● **AIM OF THE EXERCISE**: Could you tally the lines of the entries that carry the string "true"? Reply with the number and nothing more.

========

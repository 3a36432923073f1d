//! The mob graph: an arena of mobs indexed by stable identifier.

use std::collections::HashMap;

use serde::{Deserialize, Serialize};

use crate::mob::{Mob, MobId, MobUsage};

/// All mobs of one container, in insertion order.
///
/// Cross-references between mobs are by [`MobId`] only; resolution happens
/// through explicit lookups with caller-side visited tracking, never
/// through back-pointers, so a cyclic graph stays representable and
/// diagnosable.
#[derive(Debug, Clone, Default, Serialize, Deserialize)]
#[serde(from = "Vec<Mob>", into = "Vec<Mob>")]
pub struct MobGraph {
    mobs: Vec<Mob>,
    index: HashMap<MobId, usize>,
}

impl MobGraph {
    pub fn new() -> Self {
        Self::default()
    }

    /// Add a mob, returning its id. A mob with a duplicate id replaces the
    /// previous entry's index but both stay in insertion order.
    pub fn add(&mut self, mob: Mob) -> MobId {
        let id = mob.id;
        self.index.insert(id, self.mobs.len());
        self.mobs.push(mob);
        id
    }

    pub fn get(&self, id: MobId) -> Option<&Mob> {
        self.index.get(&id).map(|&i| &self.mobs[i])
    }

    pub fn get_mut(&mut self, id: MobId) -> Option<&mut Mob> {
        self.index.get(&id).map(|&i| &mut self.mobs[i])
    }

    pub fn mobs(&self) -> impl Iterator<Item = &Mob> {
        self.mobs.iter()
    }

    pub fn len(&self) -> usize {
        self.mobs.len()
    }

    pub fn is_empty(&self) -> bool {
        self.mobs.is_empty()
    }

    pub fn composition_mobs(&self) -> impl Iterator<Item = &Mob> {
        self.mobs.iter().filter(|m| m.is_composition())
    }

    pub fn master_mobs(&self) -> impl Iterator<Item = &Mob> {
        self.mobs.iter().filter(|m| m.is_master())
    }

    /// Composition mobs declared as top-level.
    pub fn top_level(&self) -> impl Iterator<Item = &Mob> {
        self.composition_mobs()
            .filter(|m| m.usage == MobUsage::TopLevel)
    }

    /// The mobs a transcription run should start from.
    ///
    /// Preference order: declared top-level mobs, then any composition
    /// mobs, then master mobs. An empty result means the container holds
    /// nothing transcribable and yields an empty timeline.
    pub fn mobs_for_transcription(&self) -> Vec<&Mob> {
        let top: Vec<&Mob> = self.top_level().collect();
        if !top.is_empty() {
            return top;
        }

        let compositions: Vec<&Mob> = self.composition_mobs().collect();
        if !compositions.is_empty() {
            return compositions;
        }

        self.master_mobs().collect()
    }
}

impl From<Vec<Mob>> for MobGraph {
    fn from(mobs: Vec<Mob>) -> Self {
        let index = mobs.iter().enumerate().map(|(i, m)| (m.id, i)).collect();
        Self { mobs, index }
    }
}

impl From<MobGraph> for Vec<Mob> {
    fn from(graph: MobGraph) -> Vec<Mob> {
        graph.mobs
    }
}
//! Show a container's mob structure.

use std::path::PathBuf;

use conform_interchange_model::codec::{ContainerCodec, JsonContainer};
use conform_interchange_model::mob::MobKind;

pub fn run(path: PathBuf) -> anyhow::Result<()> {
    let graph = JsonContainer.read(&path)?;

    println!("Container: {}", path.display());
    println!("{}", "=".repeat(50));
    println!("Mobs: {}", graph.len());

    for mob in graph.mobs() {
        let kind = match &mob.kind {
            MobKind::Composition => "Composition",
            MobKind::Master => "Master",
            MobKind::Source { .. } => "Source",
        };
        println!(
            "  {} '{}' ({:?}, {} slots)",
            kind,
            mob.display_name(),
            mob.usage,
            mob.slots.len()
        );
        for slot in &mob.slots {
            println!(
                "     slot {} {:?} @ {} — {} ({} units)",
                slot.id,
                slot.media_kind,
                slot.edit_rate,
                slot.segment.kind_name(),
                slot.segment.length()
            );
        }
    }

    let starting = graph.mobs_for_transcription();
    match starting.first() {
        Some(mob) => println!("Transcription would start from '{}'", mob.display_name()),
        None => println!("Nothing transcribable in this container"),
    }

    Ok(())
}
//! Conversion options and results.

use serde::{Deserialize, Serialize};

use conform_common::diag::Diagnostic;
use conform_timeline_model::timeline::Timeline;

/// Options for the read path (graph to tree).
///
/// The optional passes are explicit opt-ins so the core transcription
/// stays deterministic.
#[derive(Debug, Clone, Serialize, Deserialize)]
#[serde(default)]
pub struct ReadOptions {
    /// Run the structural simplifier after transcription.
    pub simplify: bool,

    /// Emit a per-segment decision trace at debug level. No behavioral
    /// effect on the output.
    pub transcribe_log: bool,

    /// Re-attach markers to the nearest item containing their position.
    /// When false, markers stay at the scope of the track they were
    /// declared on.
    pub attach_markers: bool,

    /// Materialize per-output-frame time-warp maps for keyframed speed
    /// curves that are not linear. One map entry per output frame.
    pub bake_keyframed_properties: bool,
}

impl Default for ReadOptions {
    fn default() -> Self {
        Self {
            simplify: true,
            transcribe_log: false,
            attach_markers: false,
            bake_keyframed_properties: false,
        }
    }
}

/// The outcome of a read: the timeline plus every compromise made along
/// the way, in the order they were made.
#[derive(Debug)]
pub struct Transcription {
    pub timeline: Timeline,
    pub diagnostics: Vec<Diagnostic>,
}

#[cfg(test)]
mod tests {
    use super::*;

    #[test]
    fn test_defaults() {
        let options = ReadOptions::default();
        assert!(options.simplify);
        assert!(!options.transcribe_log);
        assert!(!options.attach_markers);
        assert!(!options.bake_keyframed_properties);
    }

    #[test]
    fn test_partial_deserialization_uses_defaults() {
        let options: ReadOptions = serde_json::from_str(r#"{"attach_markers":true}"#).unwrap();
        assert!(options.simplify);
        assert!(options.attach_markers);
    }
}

========

● **WRITTEN RESPONSE**: 2